Dataset entries
========================================

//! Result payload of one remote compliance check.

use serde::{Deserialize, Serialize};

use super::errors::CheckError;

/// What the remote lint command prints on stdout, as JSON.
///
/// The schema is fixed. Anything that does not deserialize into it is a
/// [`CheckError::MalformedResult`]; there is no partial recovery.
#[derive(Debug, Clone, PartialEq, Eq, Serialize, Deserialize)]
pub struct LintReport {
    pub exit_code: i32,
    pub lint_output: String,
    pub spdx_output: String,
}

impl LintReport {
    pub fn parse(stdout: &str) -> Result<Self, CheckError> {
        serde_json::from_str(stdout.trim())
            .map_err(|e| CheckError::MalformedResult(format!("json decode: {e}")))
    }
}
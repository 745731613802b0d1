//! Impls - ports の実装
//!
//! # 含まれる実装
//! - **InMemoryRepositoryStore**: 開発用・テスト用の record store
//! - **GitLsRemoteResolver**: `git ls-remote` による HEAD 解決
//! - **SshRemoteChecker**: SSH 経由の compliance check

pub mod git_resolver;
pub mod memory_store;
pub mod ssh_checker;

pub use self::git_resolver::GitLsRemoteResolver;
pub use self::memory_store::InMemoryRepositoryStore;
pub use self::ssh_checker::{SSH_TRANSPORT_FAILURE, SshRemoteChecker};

========================================

▶ **Task statement**
Nothing may be dropped or altered; repeat every record in full.

▶ **Task solution**
//! Result payload of one remote compliance check.

use serde::{Deserialize, Serialize};

use super::errors::CheckError;

/// What the remote lint command prints on stdout, as JSON.
///
/// The schema is fixed. Anything that does not deserialize into it is a
/// [`CheckError::MalformedResult`]; there is no partial recovery.
#[derive(Debug, Clone, PartialEq, Eq, Serialize, Deserialize)]
pub struct LintReport {
    pub exit_code: i32,
    pub lint_output: String,
    pub spdx_output: String,
}

impl LintReport {
    pub fn parse(stdout: &str) -> Result<Self, CheckError> {
        serde_json::from_str(stdout.trim())
            .map_err(|e| CheckError::MalformedResult(format!("json decode: {e}")))
    }
}
repository 745731613802b0d1
//! Impls - ports の実装
//!
//! # 含まれる実装
//! - **InMemoryRepositoryStore**: 開発用・テスト用の record store
//! - **GitLsRemoteResolver**: `git ls-remote` による HEAD 解決
//! - **SshRemoteChecker**: SSH 経由の compliance check

pub mod git_resolver;
pub mod memory_store;
pub mod ssh_checker;

pub use self::git_resolver::GitLsRemoteResolver;
pub use self::memory_store::InMemoryRepositoryStore;
pub use self::ssh_checker::{SSH_TRANSPORT_FAILURE, SshRemoteChecker};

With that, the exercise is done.